Заратустра, из любви к людям несущий им в дар взлелеянные сокровища своей души и ума, подобен горьковскому Данко, огнем души освещающему другим путь. Но пусть не ждут благодарности заратустры, данко, сверхчеловеки и прочие. Их дары самозванны, и преданными потом будут расценены как воровство у них. И это будет справедливо, так как у них было украдено главное – свобода. Самозванная любовь к людям оборачивается злом – достаточно вспомнить, как мечется Мидасом, обращающим свое добро несомое другим во зло для них, Дата Туташхиа в гениальном романе-трактате Ч. Амирэджиби. Самозванному добродетелю решительномуза-других, фактически, охотнику-до-чужих-благодарных-ему-душ, лучше удалиться от живых людей, уединиться и принести благо хотя бы самому себе. Старец прав. Самозванцу нельзя любить живых людей. А живым лучше «взять что-нибудь друг у друга и нести вместе». И если что любить, то Абсолют в душе друг у друга, любить сердцем.
Сколько себя помню, уклоняюсь от руководящей работы, когда надо решать за других, но очень люблю сотрудничать. Хотя часто натыкаюсь на нежелание самостоятельных решений – или это мне кажется, а наталкиваюсь я на неприятие «даров»? Тот спор с завкафедрой продолжается.
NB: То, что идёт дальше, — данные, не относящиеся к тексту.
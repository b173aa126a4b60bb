//! Site detection, in-page extractors and `eval` output parsing.

use serde::Deserialize;
use serde_json::Value;

use crate::models::{Comment, ResultRecord, metric};
use crate::pipeline::CommentFilter;
use crate::utils::lenient::lenient;
use crate::utils::truncate_chars;

/// Characters of unparseable output kept for diagnostics.
const RAW_EXCERPT_CHARS: usize = 200;

const EXTRACT_DEVTO: &str = r#"
JSON.stringify({
    site: "dev.to",
    url: location.href,
    title: document.querySelector('h1')?.innerText?.trim() || document.title,
    author: document.querySelector('.crayons-article__subheader a')?.innerText?.trim() || '',
    tags: [...document.querySelectorAll('.crayons-article__tags a')].map(a => a.innerText.trim()),
    body: (document.querySelector('#article-body')?.innerText || '').trim().slice(0, __BODY_LEN__),
    comments: [...document.querySelectorAll('.comment__body')].slice(0, __MAX_COMMENTS__).map(el => {
        const c = el.closest('.comment') || el.closest('.crayons-comment');
        return {
            author: c?.querySelector('.comment__username, .crayons-comment__username')?.innerText?.trim() || '',
            text: el.innerText.trim()
        };
    })
})
"#;

const EXTRACT_LOBSTERS: &str = r#"
JSON.stringify({
    site: "lobste.rs",
    url: location.href,
    title: document.querySelector('.u-url')?.innerText?.trim() || document.title,
    author: document.querySelector('.u-author')?.innerText?.trim() || '',
    tags: [...document.querySelectorAll('.story .tags a')].map(a => a.innerText.trim()),
    score: document.querySelector('.score')?.innerText?.trim() || '',
    comments: [...document.querySelectorAll('.comment_text')].slice(0, __MAX_COMMENTS__).map(el => {
        const container = el.closest('.details_container') || el.parentElement;
        return {
            author: container?.querySelector('.u-author')?.innerText?.trim() || '',
            text: el.innerText.trim()
        };
    })
})
"#;

const EXTRACT_GENERIC: &str = r#"
JSON.stringify({
    site: "generic",
    url: location.href,
    title: document.querySelector('h1')?.innerText?.trim() || document.title,
    body: (
        document.querySelector('article')?.innerText ||
        document.querySelector('main')?.innerText ||
        document.querySelector('.post-content, .entry-content, .article-body')?.innerText ||
        ''
    ).trim().slice(0, __BODY_LEN__)
})
"#;

/// Sites with a dedicated extractor.
#[derive(Debug, Clone, Copy, PartialEq, Eq)]
pub enum Site {
    DevTo,
    Lobsters,
    Generic,
}

impl Site {
    pub fn detect(url: &str) -> Self {
        if url.contains("dev.to") {
            Site::DevTo
        } else if url.contains("lobste.rs") {
            Site::Lobsters
        } else {
            Site::Generic
        }
    }

    pub fn label(&self) -> &'static str {
        match self {
            Site::DevTo => "dev.to",
            Site::Lobsters => "lobste.rs",
            Site::Generic => "generic",
        }
    }

    /// In-page script returning the extraction as a JSON string.
    pub fn extractor_js(&self, max_comments: usize, body_chars: usize) -> String {
        let template = match self {
            Site::DevTo => EXTRACT_DEVTO,
            Site::Lobsters => EXTRACT_LOBSTERS,
            Site::Generic => EXTRACT_GENERIC,
        };
        template
            .replace("__MAX_COMMENTS__", &max_comments.to_string())
            .replace("__BODY_LEN__", &body_chars.to_string())
    }
}

/// Fields an extractor may report.
#[derive(Debug, Default, Deserialize)]
pub struct PageExtract {
    #[serde(default, deserialize_with = "lenient")]
    pub site: String,
    #[serde(default, deserialize_with = "lenient")]
    pub url: String,
    #[serde(default, deserialize_with = "lenient")]
    pub title: String,
    #[serde(default, deserialize_with = "lenient")]
    pub author: String,
    #[serde(default, deserialize_with = "lenient")]
    pub tags: Vec<String>,
    #[serde(default, deserialize_with = "lenient")]
    pub body: String,
    /// Free-form text on lobste.rs (`"42"`)
    #[serde(default)]
    pub score: Value,
    #[serde(default, deserialize_with = "lenient")]
    pub comments: Vec<PageComment>,
    #[serde(default, deserialize_with = "lenient")]
    pub error: Option<String>,
}

#[derive(Debug, Default, Deserialize)]
pub struct PageComment {
    #[serde(default, deserialize_with = "lenient")]
    pub author: String,
    #[serde(default, deserialize_with = "lenient")]
    pub text: String,
}

impl PageExtract {
    fn score(&self) -> Option<f64> {
        match &self.score {
            Value::Number(n) => n.as_f64(),
            Value::String(s) => s.trim().parse().ok(),
            _ => None,
        }
    }

    /// Merge extracted fields into `record`; empty fields keep prior values.
    pub fn merge_into(
        self,
        record: &mut ResultRecord,
        filter: &CommentFilter,
        max_comments: usize,
        body_chars: usize,
    ) {
        if let Some(score) = self.score() {
            record.metrics.set(metric::SCORE, score);
        }
        if !self.title.is_empty() {
            record.title = self.title;
        }
        if !self.url.is_empty() {
            record.canonical_link = self.url;
        }
        if !self.author.is_empty() {
            record.author = self.author;
        }
        if !self.body.is_empty() {
            record.body = truncate_chars(&self.body, body_chars);
        }
        if !self.site.is_empty() {
            record.community = Some(self.site);
        }
        record.tags = self.tags.into_iter().filter(|t| !t.is_empty()).collect();

        let candidates = self
            .comments
            .into_iter()
            .map(|c| Comment {
                author: c.author,
                text: c.text,
                score: None,
                permalink: None,
            })
            .collect();
        record.comments = filter.apply(candidates, max_comments);

        if self.error.is_some() {
            record.error = self.error;
        }
    }
}

/// Parse `eval` output: a JSON string literal wrapping the JSON payload.
///
/// Returns the raw excerpt when nothing parses.
pub fn parse_eval_output(raw: &str) -> Result<PageExtract, String> {
    if let Ok(outer) = serde_json::from_str::<Value>(raw) {
        let parsed = match outer {
            Value::String(inner) => serde_json::from_str::<PageExtract>(&inner).ok(),
            value @ Value::Object(_) => serde_json::from_value::<PageExtract>(value).ok(),
            _ => None,
        };
        if let Some(extract) = parsed {
            return Ok(extract);
        }
    }

    let unquoted = raw.trim().trim_matches('"').replace("\\\"", "\"");
    serde_json::from_str::<PageExtract>(&unquoted)
        .map_err(|_| truncate_chars(&unquoted, RAW_EXCERPT_CHARS))
}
1.3. Честные и принципиальные
Я – кристально честный и прямой души человек!
Откровение сослуживцаЧесть и стыд, дуэлянты и самоубийцы; Принципиальные и справедливые; Кастовость чести: девичья честь и честь мундира; «Отдать честь»: чины, награды и свобода.
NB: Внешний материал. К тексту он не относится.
//! dev-scan CLI
//!
//! Searches Reddit, Hacker News and ProductHunt, or enriches web pages via a
//! browser automation tool. Results go to stdout, diagnostics to stderr.

use std::path::PathBuf;
use std::process::ExitCode;

use chrono::Utc;
use clap::{Args, Parser, Subcommand};
use dev_scan::{
    error::Result,
    models::{Config, Source, TimeFilter},
    output::{CheckReport, FAILURE_EXIT_CODE, Report, render_compact, render_json, usage_line},
    pipeline::{self, SearchRequest},
    services::browser::{AgentBrowser, PageSeed, parse_seeds, seeds_from_urls},
};
use tokio::io::AsyncReadExt;

/// dev-scan - developer community search for LLM agents
#[derive(Parser, Debug)]
#[command(
    name = "dev-scan",
    version,
    about = "Search developer communities and enrich results with comments"
)]
struct Cli {
    /// Path to the TOML configuration file
    #[arg(short, long, default_value = "dev-scan.toml")]
    config: PathBuf,

    /// Enable verbose logging
    #[arg(short, long)]
    verbose: bool,

    #[command(subcommand)]
    command: Command,
}

/// Options shared by every search subcommand.
#[derive(Args, Debug)]
struct SearchArgs {
    /// Search query
    query: Option<String>,

    /// Number of results to return
    #[arg(long, default_value_t = 10)]
    count: usize,

    /// Lookback window: hour, day, week, month, year or all
    #[arg(long, default_value = "month")]
    time: TimeFilter,

    /// Print JSON instead of the compact digest
    #[arg(long)]
    json: bool,

    /// Probe availability and exit
    #[arg(long)]
    check: bool,
}

#[derive(Subcommand, Debug)]
enum Command {
    /// Search Reddit threads
    Reddit {
        #[command(flatten)]
        args: SearchArgs,

        /// Top comments per thread
        #[arg(long, default_value_t = 5)]
        comments: usize,

        /// Comma-separated subreddits, replacing discovery
        #[arg(long, value_delimiter = ',')]
        subreddits: Vec<String>,
    },

    /// Search Hacker News stories
    Hn {
        #[command(flatten)]
        args: SearchArgs,

        /// Top comments per story
        #[arg(long, default_value_t = 5)]
        comments: usize,
    },

    /// Search ProductHunt launches
    Ph {
        #[command(flatten)]
        args: SearchArgs,

        /// Top comments per product
        #[arg(long, default_value_t = 3)]
        comments: usize,
    },

    /// Enrich web pages through the browser automation tool
    Enrich {
        /// Page URLs
        urls: Vec<String>,

        /// Read search results (JSON) from stdin
        #[arg(long)]
        stdin: bool,

        /// Comments per page
        #[arg(long, default_value_t = 5)]
        comments: usize,

        /// Maximum body characters [default: 500]
        #[arg(long)]
        body: Option<usize>,

        /// Pages enriched in parallel [default: 3]
        #[arg(long)]
        concurrency: Option<usize>,

        /// Milliseconds to wait for rendering [default: 1500]
        #[arg(long)]
        wait: Option<u64>,

        /// Print JSON instead of the compact digest
        #[arg(long)]
        json: bool,

        /// Probe availability and exit
        #[arg(long)]
        check: bool,
    },
}

/// Initialize logging based on verbosity flag.
fn init_logging(verbose: bool) {
    let level = if verbose { "debug" } else { "info" };
    env_logger::Builder::from_env(env_logger::Env::default().default_filter_or(level))
        .format_timestamp_secs()
        .init();
}

/// Main entry point for the CLI application.
#[tokio::main]
async fn main() -> ExitCode {
    let cli = Cli::parse();
    init_logging(cli.verbose);

    match run(cli).await {
        Ok(code) => code,
        Err(e) => {
            log::error!("{}", e);
            ExitCode::FAILURE
        }
    }
}

async fn run(cli: Cli) -> Result<ExitCode> {
    let mut config = Config::load_or_default(&cli.config);

    match cli.command {
        Command::Reddit {
            args,
            comments,
            subreddits,
        } => {
            config.validate()?;
            search(&config, Source::Reddit, args, comments, subreddits).await
        }
        Command::Hn { args, comments } => {
            config.validate()?;
            search(&config, Source::HackerNews, args, comments, Vec::new()).await
        }
        Command::Ph { args, comments } => {
            config.validate()?;
            search(&config, Source::ProductHunt, args, comments, Vec::new()).await
        }
        Command::Enrich {
            urls,
            stdin,
            comments,
            body,
            concurrency,
            wait,
            json,
            check,
        } => {
            // Flags override the configured values
            if let Some(body) = body {
                config.browser.body_chars = body;
            }
            if let Some(concurrency) = concurrency {
                config.enrich.concurrency = concurrency;
            }
            if let Some(wait) = wait {
                config.browser.wait_ms = wait;
            }
            config.validate()?;

            if check {
                let report = match pipeline::check_browser(&config).await {
                    Ok(tool) => CheckReport::available().with_tool(tool),
                    Err(e) => CheckReport::unavailable(e),
                };
                return print_check(&report);
            }

            let seeds = collect_seeds(&urls, stdin).await?;
            if seeds.is_empty() {
                eprintln!("Error: no URLs given");
                eprintln!("{}", usage_line(Source::Web));
                return Ok(ExitCode::from(FAILURE_EXIT_CODE));
            }

            let driver = AgentBrowser::new(&config.browser);
            let records = pipeline::run_browser(driver, &config, seeds, comments).await;
            print_report(&Report::new(Source::Web, None, &records), json)?;
            Ok(ExitCode::SUCCESS)
        }
    }
}

async fn search(
    config: &Config,
    source: Source,
    args: SearchArgs,
    comments: usize,
    subreddits: Vec<String>,
) -> Result<ExitCode> {
    if args.check {
        let report = CheckReport::from_result(pipeline::check_source(config, source).await);
        return print_check(&report);
    }

    let Ok(query) = pipeline::require_query(args.query.as_deref()) else {
        eprintln!("{}", usage_line(source));
        return Ok(ExitCode::from(FAILURE_EXIT_CODE));
    };

    let request = SearchRequest {
        source,
        query,
        time: args.time,
        count: args.count,
        max_comments: comments,
        subreddits,
    };
    log::info!(
        "{} search: \"{}\" (time={}, count={})",
        source.display_name(),
        request.query,
        request.time,
        request.count
    );

    let records = pipeline::run_search(config, &request).await?;
    print_report(&Report::new(source, Some(&request.query), &records), args.json)?;
    Ok(ExitCode::SUCCESS)
}

/// Seeds from positional URLs followed by stdin results.
async fn collect_seeds(urls: &[String], stdin: bool) -> Result<Vec<PageSeed>> {
    let mut seeds = seeds_from_urls(urls);
    if stdin {
        let mut raw = String::new();
        tokio::io::stdin().read_to_string(&mut raw).await?;
        seeds.extend(parse_seeds(&raw)?);
    }
    Ok(seeds)
}

fn print_report(report: &Report<'_>, json: bool) -> Result<()> {
    if json {
        println!("{}", render_json(report)?);
    } else {
        println!("{}", render_compact(report, Utc::now()));
    }
    Ok(())
}

fn print_check(report: &CheckReport) -> Result<ExitCode> {
    println!("{}", report.to_json()?);
    Ok(ExitCode::from(report.exit_code()))
}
Честь и стыд, дуэлянты и самоубийцыСлова в эпиграфе к параграфу принадлежат человеку, с которым свела меня судьба в начале трудовой деятельности. Запомнился он еще сценкой на прополке морковки, куда наше конструкторское бюро вывозили летом. Тихо и молча мы ползли враскоряку по грядкам, как вдруг он озадачил всех вопросом: «Ребята, а что такое идиот?» Мы были младше и только фыркнули, но один из старших не смолчал: «Посмотри в зеркало». Посмеялись. Успокоились. Но тут другой из старших посоветовал: «На твоем месте я бы дал ему по тыкве!» На что после некоторой паузы и оглядывания «своего места» последовало: «Но ведь тыква здесь не растет?!» Но сценка эта к делу не относится – просто для общего представления об авторе столь откровенного откровения.
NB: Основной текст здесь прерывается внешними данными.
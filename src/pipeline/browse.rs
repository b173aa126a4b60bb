//! Page enrichment run: seeds → records → dedupe → browser enrichment.

use crate::error::Result;
use crate::models::{Config, ResultRecord};
use crate::pipeline::{EnrichOptions, dedupe::dedupe, enrich};
use crate::services::browser::{AgentBrowser, BrowserDriver, BrowserEnricher, PageSeed};

/// Enrich every seed in its own browser session, preserving input order.
///
/// `config.browser` carries the effective wait and body limits; the CLI
/// folds its flags into it before calling.
pub async fn run_browser<D: BrowserDriver>(
    driver: D,
    config: &Config,
    seeds: Vec<PageSeed>,
    max_comments: usize,
) -> Vec<ResultRecord> {
    let records = dedupe(seeds.into_iter().map(PageSeed::into_record).collect());
    if records.is_empty() {
        return records;
    }

    log::info!(
        "Starting: {} URLs, concurrency={}",
        records.len(),
        config.enrich.concurrency
    );

    let enricher = BrowserEnricher::new(driver, &config.browser, config.enrich.comment_chars);
    let options = EnrichOptions::new(max_comments, config.enrich.concurrency);
    enrich(records, &enricher, &options).await
}

/// Availability probe for the configured automation tool.
pub async fn check_browser(config: &Config) -> Result<String> {
    AgentBrowser::new(&config.browser).version().await
}
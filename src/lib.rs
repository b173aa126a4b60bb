// src/lib.rs

//! dev-scan: developer community search and enrichment library

pub mod error;
pub mod models;
pub mod output;
pub mod pipeline;
pub mod services;
pub mod utils;
// src/models/mod.rs

//! Domain models for the search and enrichment tools.
//!
//! This module contains all data structures used throughout the application,
//! organized by their primary purpose.

mod config;
mod record;
mod source;
mod time_filter;

// Re-export all public types
pub use config::{
    BrowserConfig, CommentFilterConfig, Config, EnrichConfig, HackerNewsConfig, HttpConfig,
    ProductHuntConfig, RedditConfig,
};
pub use record::{Comment, Metrics, ResultRecord, from_epoch_seconds, from_iso8601, metric};
pub use source::Source;
pub use time_filter::TimeFilter;
//! Upstream platforms a result can come from.

use serde::{Deserialize, Serialize};

/// Content platform that produced a record.
#[derive(Debug, Clone, Copy, PartialEq, Eq, Hash, Serialize, Deserialize)]
#[serde(rename_all = "snake_case")]
pub enum Source {
    Reddit,
    HackerNews,
    ProductHunt,
    Web,
}

impl Source {
    /// Human-readable platform name used in report headers.
    pub fn display_name(&self) -> &'static str {
        match self {
            Source::Reddit => "Reddit",
            Source::HackerNews => "HN",
            Source::ProductHunt => "ProductHunt",
            Source::Web => "Web",
        }
    }

    /// Key under which records are listed in JSON output.
    pub fn items_key(&self) -> &'static str {
        match self {
            Source::Reddit => "threads",
            Source::HackerNews => "stories",
            Source::ProductHunt => "products",
            Source::Web => "pages",
        }
    }

    /// Plural noun for the record kind.
    pub fn item_noun(&self) -> &'static str {
        match self {
            Source::Reddit => "Threads",
            Source::HackerNews => "Stories",
            Source::ProductHunt => "Products",
            Source::Web => "Pages",
        }
    }

    /// CLI subcommand serving this source.
    pub fn command_name(&self) -> &'static str {
        match self {
            Source::Reddit => "reddit",
            Source::HackerNews => "hn",
            Source::ProductHunt => "ph",
            Source::Web => "enrich",
        }
    }

    /// Short tag prefixed to each numbered entry in compact output.
    pub fn entry_tag(&self) -> &'static str {
        match self {
            Source::Reddit => "R",
            Source::HackerNews => "HN",
            Source::ProductHunt => "PH",
            Source::Web => "",
        }
    }
}
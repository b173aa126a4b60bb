//! Serde helpers for loosely-typed upstream payloads.
//!
//! Platform APIs send `null` or the wrong type for fields that are usually
//! present. These helpers fall back to the type's default instead of failing
//! the whole document.

use serde::de::DeserializeOwned;
use serde::{Deserialize, Deserializer};
use serde_json::Value;

/// Deserialize `T`, using `T::default()` for `null` or mistyped values.
///
/// Pair with `#[serde(default)]` so that missing fields are covered too.
pub fn lenient<'de, D, T>(deserializer: D) -> Result<T, D::Error>
where
    D: Deserializer<'de>,
    T: DeserializeOwned + Default,
{
    let value = Value::deserialize(deserializer)?;
    Ok(T::deserialize(value).unwrap_or_default())
}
Встречаются такие люди, гордые тем, что они «правду любят», «говорят всю правду в глаза», «рубят правду-матку с плеча по-нашему, по-простому» и т. д., предупреждают об этом при первом же знакомстве, пристально глядя в глаза – «каково!», искренне довольные и недовольные одновременно тем, что другим с ними трудно – «кто ж нынче-то правду любит, совсем честь потеряли». Все для них всегда ясно, сомнений они – честные – не знают никогда: как-никак с правдой они накоротке, сами они – воплощенная и ходячая честная правда. Это люди, сами определившие собственное достоинство, сами давшие ему высокую оценку и эту свою честь не только не роняющие, но постоянно подтверждающие и напоминающие о ней непонятливому окружению, самозванцы. Потому и честь их трудно отличима от бесчестья, а стыд от бесстыдства.